Die Ergebnisse flossen in die Gesamtverkehrsstudie Agglomeration Thun ein, deren Kernstück der Bypass Thun Nord mit einer neuen Querung der Aare und der Eisenbahn ist. Der Bypass sorgt nicht nur für eine bessere Anbindung Thuns an die Nachbargemeinden Steffisburg und Heimberg, auch der Entwicklungsschwerpunkt (ESP) Thun Nord – ein künftiger Wirtschaftspark, der auf nicht mehr militärisch genutzten Arealen entsteht – wird über die neue Aarebrücke an den Autobahnzubringer Thun Nord angeschlossen. Verkehrstechnisch und wirtschaftlich gilt der Bypass daher als Schlüsselprojekt für die Agglomeration Thun.

Studienaufträge für Schlüsselprojekt

In einem Studienauftrag im Jahr 2006 wurden Lösungsvorschläge für die Linienführung, den Betrieb und die Ausgestaltung der neuen Strassenanlage sowie deren Integration in das Siedlungsgefüge und den Landschaftsraum gesucht. Vier Ingenieurbüros mit Architekten als Fachspezialisten waren daraufhin eingeladen, im Rahmen eines weiteren Studienauftrags ein Projekt für eine neue Aarebrücke zu erarbeiten. Das Beurteilungsgremium entschied sich für das Projekt von Bänziger Partner mit der Architektin Corinna Menn. Der Vorschlag war eine schlichte, doch elegante und in den Details sorgfältig gestaltete Stahlbetonbrücke, die auf bewährte Brückenbautechniken zurückgreift und sich gut in das heterogene Siedlungsgefüge und den Landschaftsraum integriert.

Randbedingungen, ober- und unterirdisch

Die heterogene Abfolge von öffentlichem Raum, militärischer und gewerblicher Nutzung im direkten Umfeld, aber auch die weitere Umgebung mit den Berner Alpen verlangte ein schlichtes, harmonisches und präzise konstruiertes Brückenbauwerk. Massgebend für den Entwurf waren die Geometrien der zu überbrückenden Gebäude und Erschliessungsanlagen. Auch Fundationen einengende, unterirdische Anlagen wie Schiesskeller und Werkleitungen waren zu berücksichtigen. Ausserdem erwarteten die SBB und die BLS Eisenbahngesellschaft nach der Erstellung des Bauwerks Freiraum für zukünftige Erweiterungen. Die Strassen­achse war durch das übergeordnete Gesamtprojekt gegeben und konnte lediglich im Dezimeterbereich verschoben werden. Die aktuelle Nutzung der an die Brücke angrenzenden Areale musste auch während des Baus stets gewährleistet sein. Ausserdem sollte das Bauwerk eine geschlossene Konstruktion mit Lärmschutzelementen bis zu einer Höhe von 1.20 m aufweisen. Schliesslich war seitens der Bauherrschaft eine «Landmark»-Lösung unerwünscht.

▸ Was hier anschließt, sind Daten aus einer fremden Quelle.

//! Unit tests for utility helpers.

use hgs_vrptw::individual::Individual;
use hgs_vrptw::matrix::Matrix;
use hgs_vrptw::problem::{Client, ProblemData};
use hgs_vrptw::utils::{format_duration, next_permutation, save_solution};
use std::time::Duration;

#[test]
fn test_next_permutation_walks_lexicographic_order() {
    let mut items = [1, 2, 3];
    let mut seen = vec![items.to_vec()];

    while next_permutation(&mut items) {
        seen.push(items.to_vec());
    }

    assert_eq!(
        seen,
        vec![
            vec![1, 2, 3],
            vec![1, 3, 2],
            vec![2, 1, 3],
            vec![2, 3, 1],
            vec![3, 1, 2],
            vec![3, 2, 1],
        ]
    );

    // The slice wraps back to the first permutation on exhaustion.
    assert_eq!(items, [1, 2, 3]);
}

#[test]
fn test_next_permutation_counts_factorial_steps() {
    let mut items = [0, 1, 2, 3];
    let mut count = 1;

    while next_permutation(&mut items) {
        count += 1;
    }

    assert_eq!(count, 24);
}

#[test]
fn test_next_permutation_on_short_slices() {
    let mut empty: [i32; 0] = [];
    assert!(!next_permutation(&mut empty));

    let mut single = [7];
    assert!(!next_permutation(&mut single));

    let mut pair = [1, 2];
    assert!(next_permutation(&mut pair));
    assert_eq!(pair, [2, 1]);
    assert!(!next_permutation(&mut pair));
}

#[test]
fn test_format_duration() {
    assert_eq!(format_duration(Duration::from_secs(0)), "0h 00m 00s");
    assert_eq!(format_duration(Duration::from_secs(59)), "0h 00m 59s");
    assert_eq!(format_duration(Duration::from_secs(61)), "0h 01m 01s");
    assert_eq!(format_duration(Duration::from_secs(3_723)), "1h 02m 03s");
}

#[test]
fn test_save_solution_writes_route_lines() {
    let dist = Matrix::from_rows(&[
        vec![0, 1, 2],
        vec![1, 0, 1],
        vec![2, 1, 0],
    ]);
    let dur = dist.clone();

    let clients = vec![
        Client::new(0, 0, 0, 0, 0, 1000, 0),
        Client::new(1, 0, 1, 0, 0, 1000, 0),
        Client::new(2, 0, 1, 0, 0, 1000, 0),
    ];

    let data = ProblemData::new(clients, 2, 10, dist, dur).unwrap();
    let indiv = Individual::new(&data, vec![vec![1, 2]]).unwrap();

    let path = std::env::temp_dir().join("hgs_vrptw_solution_test.txt");
    save_solution(&indiv, &path).unwrap();

    let contents = std::fs::read_to_string(&path).unwrap();
    std::fs::remove_file(&path).ok();

    assert_eq!(contents, "Route #1: 1 2\nDistance: 4\n");
}
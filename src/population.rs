//! Population management for the genetic algorithm.

use crate::config::Config;
use crate::individual::Individual;
use crate::penalty::CostEvaluator;
use crate::problem::ProblemData;
use rand::Rng;
use tracing::debug;

/// A population member together with its survival bookkeeping.
struct PopulationItem<'a> {
    /// Stable identity used by peer proximity lists
    id: u64,
    indiv: Individual<'a>,
    /// Biased fitness; lower is better
    fitness: f64,
    /// (broken pairs distance, peer id) pairs, ascending by distance
    proximity: Vec<(usize, u64)>,
}

/// Manages feasible and infeasible sub-populations, ranks members by a
/// biased fitness blending cost and diversity, and selects parents for
/// recombination.
pub struct Population<'a> {
    data: &'a ProblemData,
    min_pop_size: usize,
    generation_size: usize,
    nb_elite: usize,
    nb_close: usize,
    lb_diversity: f64,
    ub_diversity: f64,
    feasible: Vec<PopulationItem<'a>>,
    infeasible: Vec<PopulationItem<'a>>,
    /// Best feasible solution observed over all additions
    best: Option<Individual<'a>>,
    next_id: u64,
}

impl<'a> Population<'a> {
    /// Create a new, empty population.
    pub fn new(data: &'a ProblemData, config: &Config) -> Self {
        Population {
            data,
            min_pop_size: config.min_pop_size,
            generation_size: config.generation_size,
            nb_elite: config.nb_elite,
            nb_close: config.nb_close,
            lb_diversity: config.lb_diversity,
            ub_diversity: config.ub_diversity,
            feasible: Vec::with_capacity(config.min_pop_size + config.generation_size + 1),
            infeasible: Vec::with_capacity(config.min_pop_size + config.generation_size + 1),
            best: None,
            next_id: 0,
        }
    }

    /// Seed the population with random individuals.
    pub fn initialize<R: Rng>(&mut self, costs: &CostEvaluator, rng: &mut R) {
        for _ in 0..4 * self.min_pop_size {
            let indiv = Individual::random(self.data, rng);
            self.add(indiv, costs);
        }
    }

    /// Add the given individual to the appropriate sub-population.
    /// Survivor selection is triggered automatically when the
    /// sub-population exceeds its maximum size.
    pub fn add(&mut self, indiv: Individual<'a>, costs: &CostEvaluator) {
        let id = self.next_id;
        self.next_id += 1;

        if indiv.is_feasible() {
            match &self.best {
                Some(best) if indiv.cost(costs) >= best.cost(costs) => {}
                _ => {
                    debug!(cost = indiv.cost(costs), "new best feasible solution");
                    self.best = Some(indiv.clone());
                }
            }
        }

        let feasible = indiv.is_feasible();
        let subpop = if feasible {
            &mut self.feasible
        } else {
            &mut self.infeasible
        };

        // Register proximity against every current member of the same
        // sub-population, on both sides.
        let mut proximity = Vec::with_capacity(subpop.len());

        for item in subpop.iter_mut() {
            let distance = indiv.broken_pairs_distance(&item.indiv);

            let place = item
                .proximity
                .partition_point(|&(other, _)| other < distance);
            item.proximity.insert(place, (distance, id));

            let place = proximity.partition_point(|&(other, _): &(usize, u64)| other < distance);
            proximity.insert(place, (distance, item.id));
        }

        // Insert ordered by cost ascending.
        let cost = indiv.cost(costs);
        let place = subpop.partition_point(|item| item.indiv.cost(costs) < cost);

        subpop.insert(
            place,
            PopulationItem {
                id,
                indiv,
                fitness: 0.0,
                proximity,
            },
        );

        update_biased_fitness(subpop, self.nb_elite, self.nb_close, self.data.num_clients());

        if subpop.len() > self.min_pop_size + self.generation_size {
            let (min_pop_size, nb_elite, nb_close) =
                (self.min_pop_size, self.nb_elite, self.nb_close);
            let num_clients = self.data.num_clients();

            // First purge duplicates, then the worst by biased fitness.
            while subpop.len() > min_pop_size {
                if !remove_duplicate(subpop) {
                    break;
                }
            }

            while subpop.len() > min_pop_size {
                update_biased_fitness(subpop, nb_elite, nb_close, num_clients);
                remove_worst_biased_fitness(subpop);
            }
        }
    }

    /// Re-sort both sub-populations by cost and recompute the biased
    /// fitness. To be called after the penalty coefficients have changed.
    pub fn reorder(&mut self, costs: &CostEvaluator) {
        for subpop in [&mut self.feasible, &mut self.infeasible] {
            subpop.sort_by_key(|item| item.indiv.cost(costs));
            update_biased_fitness(subpop, self.nb_elite, self.nb_close, self.data.num_clients());
        }
    }

    /// Select two parents by binary tournament, subject to a diversity
    /// restriction on the pair.
    pub fn select_parents<R: Rng>(&self, rng: &mut R) -> (&Individual<'a>, &Individual<'a>) {
        let first = self.binary_tournament(rng);
        let mut second = self.binary_tournament(rng);

        let lower = self.lb_diversity * self.data.num_clients() as f64;
        let upper = self.ub_diversity * self.data.num_clients() as f64;

        // Redraw the second parent a bounded number of times in search of
        // a partner at a useful structural distance.
        let mut diversity = first.broken_pairs_distance(second) as f64;
        let mut tries = 0;

        while (diversity < lower || diversity > upper) && tries < 10 {
            second = self.binary_tournament(rng);
            diversity = first.broken_pairs_distance(second) as f64;
            tries += 1;
        }

        (first, second)
    }

    // Uniformly draws two members from the union of both sub-populations
    // and returns the one with the better (lower) fitness.
    fn binary_tournament<R: Rng>(&self, rng: &mut R) -> &Individual<'a> {
        let item = |idx: usize| {
            if idx < self.feasible.len() {
                &self.feasible[idx]
            } else {
                &self.infeasible[idx - self.feasible.len()]
            }
        };

        let total = self.feasible.len() + self.infeasible.len();
        let first = item(rng.gen_range(0..total));
        let second = item(rng.gen_range(0..total));

        if first.fitness < second.fitness {
            &first.indiv
        } else {
            &second.indiv
        }
    }

    /// The best feasible solution observed so far, if any.
    pub fn best(&self) -> Option<&Individual<'a>> {
        self.best.as_ref()
    }

    /// The total number of individuals over both sub-populations.
    pub fn size(&self) -> usize {
        self.feasible.len() + self.infeasible.len()
    }

    /// The number of feasible individuals.
    pub fn num_feasible(&self) -> usize {
        self.feasible.len()
    }

    /// The number of infeasible individuals.
    pub fn num_infeasible(&self) -> usize {
        self.infeasible.len()
    }

    /// Iterate over all individuals, feasible first.
    pub fn iter(&self) -> impl Iterator<Item = &Individual<'a>> {
        self.feasible
            .iter()
            .chain(self.infeasible.iter())
            .map(|item| &item.indiv)
    }
}

// Computes the biased fitness of each item. The sub-population is kept in
// ascending cost order, so an item's index is its cost rank; the diversity
// rank orders items by average distance to their closest neighbours,
// descending. Elitism shrinks the weight of the diversity rank.
fn update_biased_fitness(
    subpop: &mut [PopulationItem],
    nb_elite: usize,
    nb_close: usize,
    num_clients: usize,
) {
    let pop_size = subpop.len();

    if pop_size == 0 {
        return;
    }

    let mut diversity: Vec<(f64, usize)> = subpop
        .iter()
        .enumerate()
        .map(|(cost_rank, item)| {
            (
                avg_broken_pairs_distance_closest(item, nb_close, num_clients),
                cost_rank,
            )
        })
        .collect();

    diversity.sort_by(|a, b| b.0.total_cmp(&a.0).then(b.1.cmp(&a.1)));

    let nb_elite = nb_elite.min(pop_size);
    let div_weight = 1.0 - nb_elite as f64 / pop_size as f64;

    for (div_rank, &(_, cost_rank)) in diversity.iter().enumerate() {
        subpop[cost_rank].fitness =
            (cost_rank as f64 + div_weight * div_rank as f64) / pop_size as f64;
    }
}

// The average broken pairs distance to the closest neighbours, normalised
// by the number of clients and the number of neighbours considered.
fn avg_broken_pairs_distance_closest(
    item: &PopulationItem,
    nb_close: usize,
    num_clients: usize,
) -> f64 {
    if item.proximity.is_empty() {
        return 0.0;
    }

    let closest = nb_close.min(item.proximity.len());
    let sum: usize = item
        .proximity
        .iter()
        .take(closest)
        .map(|&(distance, _)| distance)
        .sum();

    sum as f64 / (num_clients * closest) as f64
}

// Removes the first duplicate member, if one exists. An item is a
// duplicate when its closest proximity distance is zero; this tolerates
// permutations of identical routes across vehicles.
fn remove_duplicate(subpop: &mut Vec<PopulationItem>) -> bool {
    let duplicate = subpop
        .iter()
        .position(|item| matches!(item.proximity.first(), Some(&(0, _))));

    match duplicate {
        Some(idx) => {
            remove_item(subpop, idx);
            true
        }
        None => false,
    }
}

// Removes the member with the worst (largest) biased fitness.
fn remove_worst_biased_fitness(subpop: &mut Vec<PopulationItem>) {
    let mut worst = 0;

    for idx in 1..subpop.len() {
        if subpop[idx].fitness > subpop[worst].fitness {
            worst = idx;
        }
    }

    remove_item(subpop, worst);
}

// Removes the item and scrubs it from all peer proximity lists.
fn remove_item(subpop: &mut Vec<PopulationItem>, idx: usize) {
    let id = subpop[idx].id;
    subpop.remove(idx);

    for item in subpop.iter_mut() {
        item.proximity.retain(|&(_, peer)| peer != id);
    }
}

Ellipsen, Parabeln und Rhomben

Aus städtebaulichen und gestalterischen Überlegungen heraus entschloss sich das Planerteam, das Bauwerk als homogene Einheit zu konzipieren. Die Ingenieure entschieden sich für einen kompakten Hohlkastenträger in Spannbetonbauweise mit konstantem Querschnitt im Vorlandbereich und einem gevouteten Abschnitt über der Aare.

Der Brückenüberbau mit trapezförmigem Hohlkastenquerschnitt zieht sich zwischen den Widerlager­achsen über die gesamte Brückenlänge von 541 m, wobei die Spannweiten der 14 Felder zwischen 25 und 68 m variieren. Bedingt durch die im rechten Aareufer liegenden Hauptkanäle der Abwasserentsorgung Thun ist die grösste Spannweite exzentrisch über dem Fluss­profil angeordnet. Die 12.5 m breite Brückenplatte kragt rund 3 m über den für den Unterhalt begehbaren und beleuchteten Hohlkasten aus.

Die Neigung der vorgespannten Hohlkasten­stege setzt sich in den 13 Pfeilern fort und geht fliessend in eine parabelförmige Verjüngung von 5 m (4.18 m bei den gevouteten Brückenträgern) auf 3 m über. Dies lässt das Bauwerk als Einheit erscheinen. Ab 8 m unterhalb der Fahrbahnachse bleibt der rhombusförmige Pfeilerquerschnitt bis zum Stützenfuss konstant. Die wohlproportionierte Pfeilerform gibt dem Bauwerk seine Stabilität in Längs- und Querrichtung.

Die sich ändernden Höhen der gevouteten Kastenträger an der Aare ziehen am Anschluss an die rhombischen Pfeilerquerschnitte elliptische Formen der Kastenunterseite nach sich. Zusammen mit der Brückenkrümmung im Grundriss erhält das Erscheinungsbild dadurch im Aarebereich eine zusätzliche formale und fliessende Dynamik.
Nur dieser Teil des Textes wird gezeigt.